Gain-of-function mutations in the human WNK1 (with-no-lysine[K]1) gene are responsible for a monogenic form of arterial hypertension, and WNK1 polymorphisms have been associated with common essential hypertension. The role of WNK1 in renal ionic reabsorption has been established, but no investigation of its possible influence on vascular tone, an essential determinant of blood pressure, has been performed until now. WNK1 complete inactivation in the mouse is embryonically lethal. We, thus, examined in Wnk1(+/-) haploinsufficient adult mice whether WNK1 could regulate in vivo vascular tone and whether this was correlated with blood pressure variation. Wnk1(+/-) mice displayed a pronounced decrease in blood pressure responses in vivo and in vascular contractions ex vivo following α(1)-adrenergic receptor activation with no change in basal blood pressure and renal function.

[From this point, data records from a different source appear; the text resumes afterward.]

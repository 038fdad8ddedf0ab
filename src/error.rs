//! Error types for voiceplay
//!
//! Defines the engine error taxonomy using thiserror for clear error
//! propagation. A cancelled stream copy is deliberately not represented
//! here: skip/stop unwinds through the normal completion path.

use thiserror::Error;

/// Main error type for the voiceplay engine
#[derive(Error, Debug)]
pub enum Error {
    /// Dequeue/peek on an empty queue
    #[error("queue is empty")]
    EmptyQueue,

    /// Downloader failed to produce a local file for a track
    #[error("fetch failed for {url}: {message}")]
    Fetch {
        /// Source URL of the track that failed
        url: String,
        /// Downloader-reported cause
        message: String,
    },

    /// Transport connection could not be established
    #[error("transport connection failed: {0}")]
    Connection(String),

    /// The external decode process could not be launched
    #[error("failed to start decode process: {0}")]
    ProcessStart(String),

    /// Resolver collaborator failure
    #[error("resolve failed: {0}")]
    Resolve(String),

    /// Operation not valid in the current player state
    #[error("invalid state: {0}")]
    InvalidState(String),

    /// File I/O errors
    #[error("file I/O error: {0}")]
    Io(#[from] std::io::Error),
}

/// Convenience Result type using the voiceplay Error
pub type Result<T> = std::result::Result<T, Error>;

We also observed a major loss of the pressure-induced contractile (myogenic) response in Wnk1(+/-) arteries associated with a specific alteration of the smooth muscle cell contractile function. These alterations in vascular tone were associated with a decreased phosphorylation level of the WNK1 substrate SPAK (STE20/SPS1-related proline/alanine-rich kinase) and its target NKCC1 (Na(+)-K(+)-2Cl(-) cotransporter 1) in Wnk1(+/-) arteries. Our study identifies a novel and major role for WNK1 in maintaining in vivo blood pressure and vasoconstriction responses specific to α(1)-adrenergic receptor activation. Our findings uncover a vascular signaling pathway linking α(1)-adrenergic receptors and pressure to WNK1, SPAK, and NKCC1 and may, thus, significantly broaden the comprehension of the regulatory mechanisms of vascular tone in arterial hypertension.